(What you should do): Each line below with the word "sampling" needs to be copied.

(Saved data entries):
+--
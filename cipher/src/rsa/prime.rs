use crate::{DefaultRand, Rand};
use num_bigint::BigUint;
use num_integer::Integer;
use num_traits::One;
use std::sync::atomic::{AtomicBool, Ordering};
use std::sync::mpsc::{channel, Sender};
use std::sync::Arc;
use std::thread;

/// Generates probable primes of a fixed bit width by racing a pool of
/// sampling workers; the first accepted candidate wins and cancels the
/// rest.
pub struct PrimeGenerator {
    bits: usize,
    workers: usize,
    test_rounds: usize,
}

impl PrimeGenerator {
    /// `bits` must be a positive multiple of 8. The top byte of every
    /// candidate is forced to zero, so the usable randomness is `bits`
    /// bits spread over `bits / 8` bytes; size `bits` accordingly.
    pub fn new(bits: usize) -> Self {
        Self {
            bits,
            workers: (num_cpus::get() * 2).max(1),
            test_rounds: 10,
        }
    }

    pub fn workers(mut self, workers: usize) -> Self {
        self.workers = workers.max(1);
        self
    }

    pub fn test_rounds(mut self, rounds: usize) -> Self {
        self.test_rounds = rounds.max(1);
        self
    }

    /// Blocks until one worker finds a probable prime, then cancels and
    /// joins every worker before returning. No sampling thread survives
    /// this call; overlapping pools across successive calls would leak.
    pub fn generate(&self) -> BigUint {
        assert!(
            self.bits >= 8 && self.bits % 8 == 0,
            "prime bit length must be a positive multiple of 8, got {}",
            self.bits
        );

        let cancel = Arc::new(AtomicBool::new(false));
        let (tx, rx) = channel();
        let mut pool = Vec::with_capacity(self.workers);
        for _ in 0..self.workers {
            let (cancel, tx) = (Arc::clone(&cancel), tx.clone());
            let (bits, rounds) = (self.bits, self.test_rounds);
            pool.push(thread::spawn(move || search(bits, rounds, &cancel, &tx)));
        }
        drop(tx);

        let prime = rx
            .recv()
            .expect("all prime search workers exited without a result");
        cancel.store(true, Ordering::Release);
        for worker in pool {
            if worker.join().is_err() {
                // a leaked worker would poison every later search
                panic!("prime search worker panicked before observing cancellation");
            }
        }

        prime
    }
}

/// Worker loop: sample, sieve, test, repeat until cancelled. Candidates
/// are accepted only when odd, filling their top random byte, and
/// passing the Miller-Rabin test.
fn search(bits: usize, rounds: usize, cancel: &AtomicBool, found: &Sender<BigUint>) {
    let mut rng = DefaultRand::default();
    let mut buf = vec![0u8; bits / 8 + 1];

    while !cancel.load(Ordering::Acquire) {
        rng.rand(buf.as_mut_slice());
        buf[0] = 0;

        let candidate = BigUint::from_bytes_be(buf.as_slice());
        if candidate.is_even() || (candidate.bits() as usize) + 8 <= bits {
            continue;
        }
        if !probably_prime(&candidate, rounds, &mut rng) {
            continue;
        }
        if found.send(candidate).is_err() {
            // receiver already took a winner and went away
            return;
        }
    }
}

/// Miller-Rabin probable prime test with `rounds` random witnesses.
/// Returns false as soon as any witness proves `value` composite.
pub fn probably_prime<R: Rand>(value: &BigUint, rounds: usize, rng: &mut R) -> bool {
    let (two, three) = (BigUint::from(2u32), BigUint::from(3u32));
    if value < &two {
        return false;
    }
    if value == &two || value == &three {
        return true;
    }
    if value.is_even() {
        return false;
    }

    // value - 1 = 2^r * d, d odd
    let value_m1 = value - 1u32;
    let r = value_m1.trailing_zeros().unwrap_or(0);
    let d = &value_m1 >> r;
    let witness_high = value - &two;

    'witness: for _ in 0..rounds {
        let a = rand_in_range(&two, &witness_high, rng);
        let mut x = a.modpow(&d, value);
        if x.is_one() || x == value_m1 {
            continue 'witness;
        }

        for _ in 0..r.saturating_sub(1) {
            x = &x * &x % value;
            if x == value_m1 {
                continue 'witness;
            }
        }

        return false;
    }

    true
}

/// Uniform random integer in `[low, high]`, both inclusive, by rejection
/// sampling. Terminates with probability 1 but has no iteration bound.
fn rand_in_range<R: Rand>(low: &BigUint, high: &BigUint, rng: &mut R) -> BigUint {
    debug_assert!(high > low, "empty sampling range");

    let range = high - low;
    let mut buf = vec![0u8; min_byte_len(&range) + 1];
    loop {
        rng.rand(buf.as_mut_slice());
        buf[0] = 0;
        let value = BigUint::from_bytes_be(buf.as_slice()) + low;
        if &value <= high {
            return value;
        }
    }
}

/// Fewest bytes holding `value` as an unsigned magnitude; 1 for zero.
fn min_byte_len(value: &BigUint) -> usize {
    (value.bits() as usize).div_ceil(8).max(1)
}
+--
(Answer to this task):
/// sampling workers; the first accepted candidate wins and cancels the
    /// joins every worker before returning. No sampling thread survives
/// sampling. Terminates with probability 1 but has no iteration bound.
    debug_assert!(high > low, "empty sampling range");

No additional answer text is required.